Content starts
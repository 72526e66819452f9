use relaymux_core::{Alert, GroupKey, Labels, ReceiverName, RouteId};
use serde::Serialize;

/// Firing-or-resolved summary of a batch, the way a notification
/// template would title the message.
#[derive(Debug, Clone, Copy, PartialEq, Eq, Serialize)]
#[serde(rename_all = "snake_case")]
pub enum BatchStatus {
    Firing,
    Resolved,
}

/// Everything a [`crate::Notifier`] needs to render one notification for
/// one aggregation group flush.
#[derive(Debug, Clone, Serialize)]
pub struct NotificationPayload {
    pub receiver: ReceiverName,
    pub route_id: RouteId,
    pub group_key: GroupKey,
    pub status: BatchStatus,

    /// Labels shared by every alert in this batch -- what the group was
    /// grouped by, plus any label that happens to be identical across
    /// every member.
    pub common_labels: Labels,
    pub common_annotations: Labels,

    pub firing: Vec<Alert>,
    pub resolved: Vec<Alert>,

    pub external_url: Option<String>,
}

impl NotificationPayload {
    /// Build a payload from a group's current alert set, computing the
    /// common-labels/common-annotations intersection the way a rendered
    /// notification groups them at the top of the message instead of
    /// repeating them per alert.
    #[must_use]
    pub fn from_alerts(
        receiver: ReceiverName,
        route_id: RouteId,
        group_key: GroupKey,
        alerts: Vec<Alert>,
        external_url: Option<String>,
    ) -> Self {
        let mut firing = Vec::new();
        let mut resolved = Vec::new();
        for alert in alerts {
            if alert.resolved() {
                resolved.push(alert);
            } else {
                firing.push(alert);
            }
        }

        let all = firing.iter().chain(resolved.iter());
        let common_labels = common_fields(all.clone().map(|a| &a.labels));
        let common_annotations = common_fields(all.map(|a| &a.annotations));

        let status = if firing.is_empty() { BatchStatus::Resolved } else { BatchStatus::Firing };

        Self {
            receiver,
            route_id,
            group_key,
            status,
            common_labels,
            common_annotations,
            firing,
            resolved,
            external_url,
        }
    }

    #[must_use]
    pub fn alert_count(&self) -> usize {
        self.firing.len() + self.resolved.len()
    }
}

/// Intersect label sets: a name/value pair survives only if every set in
/// `sets` carries that exact pair.
fn common_fields<'a>(sets: impl Iterator<Item = &'a Labels> + Clone) -> Labels {
    let Some(first) = sets.clone().next() else {
        return Labels::new();
    };
    let mut common = Labels::new();
    for (name, value) in first.iter() {
        if sets.clone().all(|l| l.get(name) == Some(value)) {
            common.insert(name, value);
        }
    }
    common
}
Content ends
(PROBLEM REQUIREMENTS): Only an exact copy of the data above will do.

(RESULT FOR THIS TASK):
repository 72526e66819452f9
use relaymux_core::{Alert, GroupKey, Labels, ReceiverName, RouteId};
use serde::Serialize;

/// Firing-or-resolved summary of a batch, the way a notification
/// template would title the message.
#[derive(Debug, Clone, Copy, PartialEq, Eq, Serialize)]
#[serde(rename_all = "snake_case")]
pub enum BatchStatus {
    Firing,
    Resolved,
}

/// Everything a [`crate::Notifier`] needs to render one notification for
/// one aggregation group flush.
#[derive(Debug, Clone, Serialize)]
pub struct NotificationPayload {
    pub receiver: ReceiverName,
    pub route_id: RouteId,
    pub group_key: GroupKey,
    pub status: BatchStatus,

    /// Labels shared by every alert in this batch -- what the group was
    /// grouped by, plus any label that happens to be identical across
    /// every member.
    pub common_labels: Labels,
    pub common_annotations: Labels,

    pub firing: Vec<Alert>,
    pub resolved: Vec<Alert>,

    pub external_url: Option<String>,
}

impl NotificationPayload {
    /// Build a payload from a group's current alert set, computing the
    /// common-labels/common-annotations intersection the way a rendered
    /// notification groups them at the top of the message instead of
    /// repeating them per alert.
    #[must_use]
    pub fn from_alerts(
        receiver: ReceiverName,
        route_id: RouteId,
        group_key: GroupKey,
        alerts: Vec<Alert>,
        external_url: Option<String>,
    ) -> Self {
        let mut firing = Vec::new();
        let mut resolved = Vec::new();
        for alert in alerts {
            if alert.resolved() {
                resolved.push(alert);
            } else {
                firing.push(alert);
            }
        }

        let all = firing.iter().chain(resolved.iter());
        let common_labels = common_fields(all.clone().map(|a| &a.labels));
        let common_annotations = common_fields(all.map(|a| &a.annotations));

        let status = if firing.is_empty() { BatchStatus::Resolved } else { BatchStatus::Firing };

        Self {
            receiver,
            route_id,
            group_key,
            status,
            common_labels,
            common_annotations,
            firing,
            resolved,
            external_url,
        }
    }

    #[must_use]
    pub fn alert_count(&self) -> usize {
        self.firing.len() + self.resolved.len()
    }
}

/// Intersect label sets: a name/value pair survives only if every set in
/// `sets` carries that exact pair.
fn common_fields<'a>(sets: impl Iterator<Item = &'a Labels> + Clone) -> Labels {
    let Some(first) = sets.clone().next() else {
        return Labels::new();
    };
    let mut common = Labels::new();
    for (name, value) in first.iter() {
        if sets.clone().all(|l| l.get(name) == Some(value)) {
            common.insert(name, value);
        }
    }
    common
}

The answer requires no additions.